EXERCISE GOAL = With the line containing "use super::*;" as the starting point, output every line of the data below through its final line, character for character.

── DATA EXTRACTS ──

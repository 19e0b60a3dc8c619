mod common;
mod split;
mod ui;

use clap::Parser;

use crate::split::{SplitCommands, handle_split_command};
use crate::ui::prelude::{Level, OutputFormat, emit};

/// Split long mixes into one audio file per track
#[derive(Parser, Debug)]
#[command(name = "mixsplit", author, version, about, long_about = None)]
struct Cli {
    /// Activate debug mode
    #[arg(short, long, global = true)]
    debug: bool,

    /// Output format for messages
    #[arg(long = "output-format", value_enum, default_value = "text", global = true)]
    output_format: OutputFormat,

    /// Disable colored output
    #[arg(long = "no-color", global = true)]
    no_color: bool,

    #[command(subcommand)]
    command: SplitCommands,
}

fn main() {
    let cli = Cli::parse();

    ui::init(cli.output_format, !cli.no_color);
    ui::set_debug_mode(cli.debug);

    if let Err(err) = handle_split_command(cli.command) {
        emit(Level::Error, "mixsplit.error", &format!("Error: {err:#}"), None);
        std::process::exit(1);
    }
}
use clap::{Args, Subcommand, ValueHint};
use std::path::PathBuf;

use super::timestamp::Timestamp;

#[derive(Subcommand, Debug, Clone)]
pub enum SplitCommands {
    /// Split a mix into one file per track
    Split(SplitArgs),
    /// Show the track list that would be cut, without downloading or cutting
    Tracks(TracksArgs),
    /// Show the configuration file
    Config(ConfigArgs),
}

/// Where the mix comes from and how its boundaries are found
#[derive(Args, Debug, Clone)]
pub struct SourceArgs {
    /// URL of the mix (anything yt-dlp understands)
    pub url: String,

    /// Read metadata from a yt-dlp info JSON instead of fetching it
    #[arg(long = "info-json", value_hint = ValueHint::FilePath)]
    pub info_json: Option<PathBuf>,

    /// Use an already downloaded audio file instead of downloading
    #[arg(long, value_hint = ValueHint::FilePath)]
    pub audio: Option<PathBuf>,

    /// Ignore chapters and read timestamps from the description
    #[arg(long)]
    pub ignore_chapters: bool,

    /// Total length of the mix (e.g. 1:02:03) instead of probing the audio
    #[arg(long, value_name = "TIMESTAMP", value_parser = parse_timestamp_arg)]
    pub duration: Option<Timestamp>,
}

#[derive(Args, Debug, Clone)]
pub struct SplitArgs {
    #[command(flatten)]
    pub source: SourceArgs,

    /// Directory the output template is relative to
    #[arg(short = 'o', long = "output", value_hint = ValueHint::DirPath)]
    pub output: Option<PathBuf>,

    /// Output file template ({creator}, {album}, {id}, {track})
    #[arg(short = 't', long)]
    pub template: Option<String>,

    /// Download the audio again even if a cached copy exists
    #[arg(long)]
    pub redownload: bool,

    /// Show the files that would be written without cutting
    #[arg(long)]
    pub dry_run: bool,

    /// Accept detected creator, album and titles without prompting
    #[arg(short = 'y', long)]
    pub yes: bool,
}

#[derive(Args, Debug, Clone)]
pub struct TracksArgs {
    #[command(flatten)]
    pub source: SourceArgs,
}

#[derive(Args, Debug, Clone)]
pub struct ConfigArgs {
    /// Only print the location of the config file
    #[arg(long)]
    pub path: bool,
}

fn parse_timestamp_arg(value: &str) -> Result<Timestamp, String> {
    Timestamp::parse(value).map_err(|err| err.to_string())
}
use anyhow::{Context, Result, bail};
use std::ffi::OsString;
use std::path::Path;
use std::process::Command;

use crate::common::progress::create_spinner;
use crate::split::error::CutError;
use crate::split::resolver::DurationProbe;
use crate::split::segment::{CutRequest, Cutter};
use crate::split::timestamp::Timestamp;
use crate::ui::prelude::{Level, emit};

/// Duration probe backed by `ffprobe`.
#[derive(Debug, Default, Clone, Copy)]
pub struct Ffprobe;

impl Ffprobe {
    pub const PROGRAM: &'static str = "ffprobe";

    /// Read the `format=duration` field ffprobe prints as bare seconds.
    fn parse_output(audio: &Path, stdout: &[u8]) -> Result<Timestamp> {
        let text = String::from_utf8_lossy(stdout);
        let seconds: f64 = text.trim().parse().with_context(|| {
            format!("{} printed no duration for {}: '{}'", Self::PROGRAM, audio.display(), text.trim())
        })?;
        Timestamp::from_secs_f64(seconds)
            .with_context(|| format!("{} reported an invalid duration for {}", Self::PROGRAM, audio.display()))
    }
}

impl DurationProbe for Ffprobe {
    fn probe_duration(&self, audio: &Path) -> Result<Timestamp> {
        if !audio.exists() {
            bail!("{} does not exist", audio.display());
        }

        let spinner = create_spinner(format!("Probing duration of {}", audio.display()));
        let output = Command::new(Self::PROGRAM)
            .args(["-v", "error", "-show_entries", "format=duration"])
            .args(["-of", "default=noprint_wrappers=1:nokey=1"])
            .arg(audio)
            .output();
        spinner.finish_and_clear();

        let output =
            output.with_context(|| format!("Failed to launch {} for {}", Self::PROGRAM, audio.display()))?;
        if !output.status.success() {
            bail!(
                "{} could not read {}: {}",
                Self::PROGRAM,
                audio.display(),
                String::from_utf8_lossy(&output.stderr).trim()
            );
        }

        Self::parse_output(audio, &output.stdout)
    }
}

/// Cutter that stream-copies with `ffmpeg -c copy`.
#[derive(Debug, Default, Clone, Copy)]
pub struct FfmpegCutter;

impl FfmpegCutter {
    pub const PROGRAM: &'static str = "ffmpeg";

    pub fn args(request: &CutRequest<'_>) -> Vec<OsString> {
        let mut args: Vec<OsString> = [
            "-hide_banner",
            "-loglevel",
            "error",
            "-nostdin",
            "-y",
            "-i",
        ]
        .into_iter()
        .map(OsString::from)
        .collect();
        args.push(request.source.as_os_str().to_owned());
        args.push("-ss".into());
        args.push(request.start.to_ffmpeg_arg().into());
        args.push("-to".into());
        args.push(request.end.to_ffmpeg_arg().into());
        args.push("-c".into());
        args.push("copy".into());
        args.push(request.destination.as_os_str().to_owned());
        args
    }
}

impl Cutter for FfmpegCutter {
    fn cut(&self, request: &CutRequest<'_>) -> Result<(), CutError> {
        let args = Self::args(request);
        emit(
            Level::Debug,
            "split.ffmpeg.command",
            &format!(
                "{} {}",
                Self::PROGRAM,
                args.iter()
                    .map(|a| a.to_string_lossy())
                    .collect::<Vec<_>>()
                    .join(" ")
            ),
            None,
        );

        let output = Command::new(Self::PROGRAM)
            .args(&args)
            .output()
            .map_err(|source| CutError::Spawn {
                program: Self::PROGRAM.to_string(),
                source,
            })?;

        if !output.status.success() {
            return Err(CutError::ExitStatus {
                program: Self::PROGRAM.to_string(),
                status: output.status.to_string(),
                stderr: String::from_utf8_lossy(&output.stderr).trim().to_string(),
            });
        }

        Ok(())
    }
}

#[cfg(test)]
mod tests {
    use super::*;

    #[test]
    fn cut_args_stream_copy_the_requested_range() {
        let request = CutRequest {
            source: Path::new("/tmp/mix.mp3"),
            start: Timestamp::from_secs(201),
            end: Timestamp::from_secs(422),
            destination: Path::new("Artist/Album/2. Song Two.mp3"),
        };

        let args: Vec<String> = FfmpegCutter::args(&request)
            .into_iter()
            .map(|a| a.to_string_lossy().into_owned())
            .collect();

        assert_eq!(
            args,
            [
                "-hide_banner",
                "-loglevel",
                "error",
                "-nostdin",
                "-y",
                "-i",
                "/tmp/mix.mp3",
                "-ss",
                "201.000",
                "-to",
                "422.000",
                "-c",
                "copy",
                "Artist/Album/2. Song Two.mp3",
            ]
        );
    }

    #[test]
    fn probe_output_becomes_a_timestamp() {
        let audio = Path::new("mix.mp3");
        assert_eq!(
            Ffprobe::parse_output(audio, b"615.400000\n").unwrap(),
            Timestamp::from_millis(615_400)
        );
        assert!(Ffprobe::parse_output(audio, b"N/A\n").is_err());
        assert!(Ffprobe::parse_output(audio, b"").is_err());
    }

    #[test]
    fn probing_a_missing_file_fails_before_spawning() {
        let err = Ffprobe
            .probe_duration(Path::new("/definitely/not/here.mp3"))
            .unwrap_err();
        assert!(err.to_string().contains("does not exist"));
    }
}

───

TASK RESPONSE =
    use super::*;

    #[test]
    fn cut_args_stream_copy_the_requested_range() {
        let request = CutRequest {
            source: Path::new("/tmp/mix.mp3"),
            start: Timestamp::from_secs(201),
            end: Timestamp::from_secs(422),
            destination: Path::new("Artist/Album/2. Song Two.mp3"),
        };

        let args: Vec<String> = FfmpegCutter::args(&request)
            .into_iter()
            .map(|a| a.to_string_lossy().into_owned())
            .collect();

        assert_eq!(
            args,
            [
                "-hide_banner",
                "-loglevel",
                "error",
                "-nostdin",
                "-y",
                "-i",
                "/tmp/mix.mp3",
                "-ss",
                "201.000",
                "-to",
                "422.000",
                "-c",
                "copy",
                "Artist/Album/2. Song Two.mp3",
            ]
        );
    }

    #[test]
    fn probe_output_becomes_a_timestamp() {
        let audio = Path::new("mix.mp3");
        assert_eq!(
            Ffprobe::parse_output(audio, b"615.400000\n").unwrap(),
            Timestamp::from_millis(615_400)
        );
        assert!(Ffprobe::parse_output(audio, b"N/A\n").is_err());
        assert!(Ffprobe::parse_output(audio, b"").is_err());
    }

    #[test]
    fn probing_a_missing_file_fails_before_spawning() {
        let err = Ffprobe
            .probe_duration(Path::new("/definitely/not/here.mp3"))
            .unwrap_err();
        assert!(err.to_string().contains("does not exist"));
    }
}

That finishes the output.